Дурное лекарство. Валерий Панюшкин — о жестокости Спектр
Суббота, 27 апреля 2024
Сайт «Спектра» доступен в России через VPN

Дурное лекарство. Валерий Панюшкин — о жестокости

Иллюстрация Алиса Кананен / Spektr.Press Иллюстрация Алиса Кананен / Spektr. Press

Слова, которые педиатр Надежда Буянова сказала маме своего маленького пациента, у которой на войне погиб муж, — были справедливые, но жестокие. Действительно солдат на войне является легитимной целью, и действительно хорошо бы это понимать, но зачем об этом говорить вдове? Ей теперь не станет легче от этого понимания. И ребенку не станет легче. Тогда зачем?

Последующие события — донос, уголовное дело против Буяновой, погромный обыск в ее квартире были и несправедливые, и жестокие. По-хорошему ни за какие слова, даже за жестокие, не полагается ни уголовного дела, ни погрома, но удержаться от жестокости трудно, особенно если жестокость поощряется властью и телевизором.

Боюсь, что жестокость стала нормой, ее проявляют и агрессор и жертва. И те, кто прав в этом конфликте, и те, кто виноват. Жестокость — это реакция на боль. Я допускаю, что в мире существуют люди, которые получают удовольствие от жестокости, но большинство людей нет. Большинство людей проявляют жестокость от боли.

Я не понимаю ресентимента, но допускаю, что многие люди в России испытывали боль от того, что их страна перестала быть такой великой, сильной и страшной, какой была прежде. В ответ на боль люди проявили жестокость — руководители страны начали войну, а значительная часть населения войну поддержала.

Вот только боль ресентимента от этого не прошла, а требует все большей и большей жестокости.

Жестокость — плохое лекарство. Кажется, что если отомстить, причем отомстить как можно жестче, то боль утихнет. Нет. Боль останется и потребует все больших и больших жестокостей.
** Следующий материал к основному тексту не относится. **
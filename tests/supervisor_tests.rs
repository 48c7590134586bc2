#![cfg(unix)]

use nix::sys::signal::kill;
use nix::unistd::Pid;
use rigwatch::policy::{BackendPolicy, PolicyTable};
use rigwatch::telemetry::ParserKind;
use rigwatch::{ConfigError, LaunchSpec, Phase, StatusReport, Supervisor, SupervisorError, SupervisorOptions};
use std::path::{Path, PathBuf};
use std::time::{Duration, Instant};
use tempfile::TempDir;
use tokio::time::sleep;

const POOL: &str = "stratum+tcp://etc.2miners.com:1010";

fn fake_policy(parser: ParserKind) -> BackendPolicy {
    BackendPolicy {
        id: "fake".into(),
        parser,
        algo_flags: vec!["--algo".into()],
        allowed_algos: vec!["ETCHASH".into()],
        pool_flags: vec!["--pool".into()],
        pool_substrings: vec!["2miners.com".into()],
        wallet_flags: vec!["--user".into()],
        wallet_prefix: "0x".into(),
        default_exe: Vec::new(),
    }
}

fn supervisor(dir: &Path, parser: ParserKind) -> Supervisor {
    Supervisor::new(SupervisorOptions {
        log_dir: dir.join("logs"),
        miners_dir: dir.to_path_buf(),
        policies: PolicyTable::new(vec![fake_policy(parser)]),
        stop_grace: Duration::from_secs(1),
    })
}

/// Runs `body` through /bin/sh; the script itself ignores the miner flags.
fn fake_miner(dir: &Path, body: &str) -> LaunchSpec {
    let script = dir.join("miner.sh");
    std::fs::write(&script, body).unwrap();
    launch_spec(Some(PathBuf::from("/bin/sh")), vec![script.display().to_string()], POOL)
}

fn launch_spec(exe: Option<PathBuf>, mut args: Vec<String>, pool: &str) -> LaunchSpec {
    args.extend(
        ["--algo", "ETCHASH", "--pool", pool, "--user", "0xabc.rig1"]
            .into_iter()
            .map(String::from),
    );
    LaunchSpec {
        backend: "fake".into(),
        exe,
        args,
    }
}

async fn wait_for(supervisor: &Supervisor, cond: impl Fn(&StatusReport) -> bool) -> StatusReport {
    let deadline = Instant::now() + Duration::from_secs(10);
    loop {
        let report = supervisor.status();
        if cond(&report) || Instant::now() > deadline {
            return report;
        }
        sleep(Duration::from_millis(50)).await;
    }
}

fn is_alive(pid: u32) -> bool {
    kill(Pid::from_raw(pid as i32), None).is_ok()
}

#[tokio::test]
async fn start_reports_a_fresh_running_snapshot() {
    let dir = TempDir::new().unwrap();
    let sup = supervisor(dir.path(), ParserKind::Table);
    let spec = fake_miner(dir.path(), "exec sleep 30\n");

    let pid = sup.start(&spec).await.unwrap();
    let report = sup.status();
    assert!(report.running);
    assert_eq!(report.pid, Some(pid));
    assert_eq!(report.stats.accepted, 0);
    assert_eq!(report.stats.rejected, 0);
    assert!(report.stats.uptime <= 1);
    assert_eq!(report.stats.algo, "ETCHASH");
    assert_eq!(report.stats.pool, POOL);
    assert_eq!(sup.phase(), Phase::Running);

    assert_eq!(sup.stop().await.unwrap(), pid);
    let report = sup.status();
    assert!(!report.running);
    assert_eq!(report.pid, None);
    assert_eq!(sup.phase(), Phase::Idle);
    assert!(!is_alive(pid));
}

#[tokio::test]
async fn second_start_is_rejected_and_leaves_first_process() {
    let dir = TempDir::new().unwrap();
    let sup = supervisor(dir.path(), ParserKind::Table);
    let spec = fake_miner(dir.path(), "exec sleep 30\n");

    let pid = sup.start(&spec).await.unwrap();
    let err = sup.start(&spec).await.unwrap_err();
    assert!(matches!(err, SupervisorError::AlreadyRunning));
    assert_eq!(sup.status().pid, Some(pid));
    assert!(is_alive(pid));

    sup.stop().await.unwrap();
}

#[tokio::test]
async fn concurrent_starts_admit_exactly_one() {
    let dir = TempDir::new().unwrap();
    let sup = supervisor(dir.path(), ParserKind::Table);
    let spec = fake_miner(dir.path(), "exec sleep 30\n");

    let (a, b) = tokio::join!(sup.start(&spec), sup.start(&spec));
    assert_eq!([a.is_ok(), b.is_ok()].iter().filter(|ok| **ok).count(), 1);
    let rejected = if a.is_err() { a } else { b };
    assert!(matches!(rejected, Err(SupervisorError::AlreadyRunning)));

    sup.stop().await.unwrap();
}

#[tokio::test]
async fn stop_when_idle_changes_nothing() {
    let dir = TempDir::new().unwrap();
    let sup = supervisor(dir.path(), ParserKind::Table);

    let before = sup.status();
    let err = sup.stop().await.unwrap_err();
    assert!(matches!(err, SupervisorError::NotRunning));
    assert_eq!(sup.phase(), Phase::Idle);
    assert_eq!(sup.status(), before);
}

#[tokio::test]
async fn output_lines_drive_the_snapshot() {
    let dir = TempDir::new().unwrap();
    let sup = supervisor(dir.path(), ParserKind::Table);
    let script = r#"
echo "GPU 0: Share accepted (80 ms)"
echo "GPU 0: Share accepted (75 ms)"
printf '\033[32mAverage speed (15s): 50.94 Mh/s\033[0m\n'
echo "Total 7/0/0"
echo "Total 9/1/0"
echo "on stderr" 1>&2
exec sleep 30
"#;
    sup.start(&fake_miner(dir.path(), script)).await.unwrap();

    let report = wait_for(&sup, |r| r.logs.len() >= 6).await;
    assert_eq!(report.stats.accepted, 9);
    assert_eq!(report.stats.rejected, 1);
    assert_eq!(report.stats.hashrate, "50.94 MH/s");
    assert!(report.logs.contains(&"Average speed (15s): 50.94 Mh/s".to_string()));
    assert!(report.logs.contains(&"on stderr".to_string()));

    sup.stop().await.unwrap();
}

#[tokio::test]
async fn increment_backend_counts_each_event() {
    let dir = TempDir::new().unwrap();
    let sup = supervisor(dir.path(), ParserKind::KeyValue);
    let script = "for i in 1 2 3; do echo \"[ OK ] Accepted share\"; done\nexec sleep 30\n";
    sup.start(&fake_miner(dir.path(), script)).await.unwrap();

    let report = wait_for(&sup, |r| r.logs.len() >= 3).await;
    assert_eq!(report.stats.accepted, 3);
    assert_eq!(report.stats.rejected, 0);

    sup.stop().await.unwrap();
}

#[tokio::test]
async fn ring_retains_the_newest_two_hundred_lines() {
    let dir = TempDir::new().unwrap();
    let sup = supervisor(dir.path(), ParserKind::PipeTable);
    let script = "i=1\nwhile [ $i -le 250 ]; do echo \"line $i\"; i=$((i+1)); done\n";
    sup.start(&fake_miner(dir.path(), script)).await.unwrap();

    let report = wait_for(&sup, |r| !r.running).await;
    assert_eq!(report.logs.len(), 200);
    assert_eq!(report.logs.first().map(String::as_str), Some("line 51"));
    assert_eq!(report.logs.last().map(String::as_str), Some("line 250"));
}

#[tokio::test]
async fn unexpected_exit_marks_the_supervisor_idle() {
    let dir = TempDir::new().unwrap();
    let sup = supervisor(dir.path(), ParserKind::Table);
    let spec = fake_miner(dir.path(), "echo \"Share accepted\"\nexit 3\n");

    let pid = sup.start(&spec).await.unwrap();
    let report = wait_for(&sup, |r| !r.running).await;
    assert!(!report.running);
    assert_eq!(report.pid, None);
    assert_eq!(report.stats.accepted, 1);
    assert!(!is_alive(pid));

    let deadline = Instant::now() + Duration::from_secs(5);
    while sup.phase() != Phase::Idle && Instant::now() < deadline {
        sleep(Duration::from_millis(20)).await;
    }
    assert_eq!(sup.phase(), Phase::Idle);
    assert!(matches!(sup.stop().await, Err(SupervisorError::NotRunning)));

    // Restart is an explicit caller action and works after a crash.
    assert!(sup.start(&spec).await.is_ok());
    wait_for(&sup, |r| !r.running).await;
}

#[tokio::test]
async fn stop_escalates_to_sigkill_when_term_is_ignored() {
    let dir = TempDir::new().unwrap();
    let sup = supervisor(dir.path(), ParserKind::Table);
    let script = "trap '' TERM\necho ready\nwhile true; do sleep 1; done\n";
    let pid = sup.start(&fake_miner(dir.path(), script)).await.unwrap();
    wait_for(&sup, |r| r.logs.iter().any(|l| l == "ready")).await;

    let began = Instant::now();
    assert_eq!(sup.stop().await.unwrap(), pid);
    let elapsed = began.elapsed();
    assert!(elapsed >= Duration::from_millis(900), "stopped after {elapsed:?}");
    assert!(elapsed < Duration::from_secs(8), "stopped after {elapsed:?}");
    assert!(!sup.status().running);
    assert!(!is_alive(pid));
}

#[tokio::test]
async fn cancelled_stop_still_reaches_idle() {
    let dir = TempDir::new().unwrap();
    let sup = supervisor(dir.path(), ParserKind::Table);
    let script = "trap '' TERM\necho ready\nwhile true; do sleep 1; done\n";
    let spec = fake_miner(dir.path(), script);
    let pid = sup.start(&spec).await.unwrap();
    wait_for(&sup, |r| r.logs.iter().any(|l| l == "ready")).await;

    let cancelled = tokio::time::timeout(Duration::from_millis(100), sup.stop()).await;
    assert!(cancelled.is_err());
    assert_eq!(sup.phase(), Phase::Stopping);

    let deadline = Instant::now() + Duration::from_secs(10);
    while sup.phase() != Phase::Idle && Instant::now() < deadline {
        sleep(Duration::from_millis(50)).await;
    }
    assert_eq!(sup.phase(), Phase::Idle);
    let report = sup.status();
    assert!(!report.running);
    assert_eq!(report.pid, None);
    assert!(!is_alive(pid));
    assert!(matches!(sup.stop().await, Err(SupervisorError::NotRunning)));

    sup.start(&fake_miner(dir.path(), "exec sleep 30\n")).await.unwrap();
    sup.stop().await.unwrap();
}

#[tokio::test]
async fn stdout_and_stderr_keep_their_interleaving() {
    let dir = TempDir::new().unwrap();
    let sup = supervisor(dir.path(), ParserKind::Table);
    let script = "echo one\necho two 1>&2\necho three\necho four 1>&2\n";
    sup.start(&fake_miner(dir.path(), script)).await.unwrap();

    let report = wait_for(&sup, |r| !r.running).await;
    assert_eq!(report.logs, vec!["one", "two", "three", "four"]);
}

#[tokio::test]
async fn telemetry_continues_when_the_log_dir_is_unusable() {
    let dir = TempDir::new().unwrap();
    // A regular file where the log directory should be.
    std::fs::write(dir.path().join("logs"), b"").unwrap();
    let sup = supervisor(dir.path(), ParserKind::Table);
    let script = "echo \"GPU 0: Share accepted (80 ms)\"\necho \"Total 4/1/0\"\n";
    sup.start(&fake_miner(dir.path(), script)).await.unwrap();

    let report = wait_for(&sup, |r| !r.running).await;
    assert_eq!(report.stats.accepted, 4);
    assert_eq!(report.stats.rejected, 1);
    assert_eq!(report.logs, vec!["GPU 0: Share accepted (80 ms)", "Total 4/1/0"]);
    assert!(dir.path().join("logs").is_file());
}

#[tokio::test]
async fn raw_output_is_persisted_per_run() {
    let dir = TempDir::new().unwrap();
    let sup = supervisor(dir.path(), ParserKind::Table);
    let script = "printf '\\033[31mred line\\033[0m\\n'\necho \"Total 2/0/0\"\n";
    sup.start(&fake_miner(dir.path(), script)).await.unwrap();
    wait_for(&sup, |r| !r.running).await;

    let logs_dir = dir.path().join("logs");
    let files: Vec<_> = std::fs::read_dir(&logs_dir)
        .unwrap()
        .map(|e| e.unwrap().path())
        .collect();
    assert_eq!(files.len(), 1);
    let name = files[0].file_name().unwrap().to_string_lossy().into_owned();
    assert!(name.starts_with("miner_") && name.ends_with(".log"), "{name}");

    let written = std::fs::read_to_string(&files[0]).unwrap();
    assert_eq!(written, "\x1b[31mred line\x1b[0m\nTotal 2/0/0\n");
    assert_eq!(sup.status().logs, vec!["red line".to_string(), "Total 2/0/0".to_string()]);
}

#[tokio::test]
async fn policy_violation_leaves_the_supervisor_idle() {
    let dir = TempDir::new().unwrap();
    let sup = supervisor(dir.path(), ParserKind::Table);
    let spec = launch_spec(Some(PathBuf::from("/bin/sh")), Vec::new(), "stratum+tcp://pool.example.net:3333");

    let err = sup.start(&spec).await.unwrap_err();
    assert!(matches!(err, SupervisorError::Config(ConfigError::PoolNotAllowed { .. })));
    assert_eq!(sup.phase(), Phase::Idle);
    assert!(!sup.status().running);
}

#[tokio::test]
async fn unknown_backend_is_refused() {
    let dir = TempDir::new().unwrap();
    let sup = supervisor(dir.path(), ParserKind::Table);
    let mut spec = fake_miner(dir.path(), "exit 0\n");
    spec.backend = "xmrig".into();

    let err = sup.start(&spec).await.unwrap_err();
    assert!(matches!(err, SupervisorError::Config(ConfigError::UnknownBackend { .. })));
    assert_eq!(sup.phase(), Phase::Idle);
}

#[tokio::test]
async fn missing_executable_is_reported() {
    let dir = TempDir::new().unwrap();
    let sup = supervisor(dir.path(), ParserKind::Table);
    let spec = launch_spec(Some(dir.path().join("absent-miner")), Vec::new(), POOL);

    let err = sup.start(&spec).await.unwrap_err();
    assert!(matches!(err, SupervisorError::ExecutableNotFound { .. }));
    assert_eq!(sup.phase(), Phase::Idle);
}

#[tokio::test]
async fn spawn_failure_rolls_back_to_idle() {
    let dir = TempDir::new().unwrap();
    let sup = supervisor(dir.path(), ParserKind::Table);
    // Exists but is not executable.
    let exe = dir.path().join("not-a-binary");
    std::fs::write(&exe, b"plain data").unwrap();
    let spec = launch_spec(Some(exe), Vec::new(), POOL);

    let err = sup.start(&spec).await.unwrap_err();
    assert!(matches!(err, SupervisorError::Spawn { .. }));
    assert_eq!(sup.phase(), Phase::Idle);
    assert!(!sup.status().running);
}

#[tokio::test]
async fn dropping_the_supervisor_terminates_the_miner() {
    let dir = TempDir::new().unwrap();
    let sup = supervisor(dir.path(), ParserKind::Table);
    let pid = sup.start(&fake_miner(dir.path(), "exec sleep 30\n")).await.unwrap();
    assert!(is_alive(pid));

    drop(sup);
    let deadline = Instant::now() + Duration::from_secs(10);
    while is_alive(pid) && Instant::now() < deadline {
        sleep(Duration::from_millis(50)).await;
    }
    assert!(!is_alive(pid));
}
Иллюстрация Алиса Кананен / Spektr. Press

Когда Россия вторглась в Украину, я испытал боль. Мне захотелось отомстить, но я постарался сдержать эти чувства. Не знаю, насколько мне удалось это, но знаю, что боль не прошла бы, только жестокость закрутилась бы бесконечной дурной спиралью, росла бы во мне, вызывала бы ответную жестокость тех, кого я ненавижу, требовала бы еще большей жестокости.

Нет-нет, я не проповедую непротивление злу насилием. Напавших на страну вражеских солдат, конечно же, нужно остановить силой оружия. Но остановить, даже убить можно без жестокости. Даже убить в случае необходимости можно не с удовольствием, а с отвращением к самому акту убийства.

Не отрицаю я и коллективной ответственности российского народа за эту войну. Я думаю, что война может только затихнуть, но не кончиться, пока все мы не осознаем, что вольно или невольно приложили к ней руку. Я не начинал этой войны, но и не смог предотвратить ее, и я хочу быть прощен. Но мне кажется, причинение боли агрессору (а уж тем более вдове и ребенку подневольного солдата армии-агрессора) не способствует осознанию коллективной ответственности. Люди, причинившие боль, должны не сами испытать ту же боль в ответ, а ужаснуться тому, какая боль причинена ими.

Жестокость в ответ на боль — естественная реакция, но неверная, вредная.

В одной Умной Книге написано, что любить друзей — дело нехитрое, а человек становится тем, чем ему предназначено быть, когда научается любить врагов. Ну, или не любить, а хотя бы пожалеть и пощадить — для начала.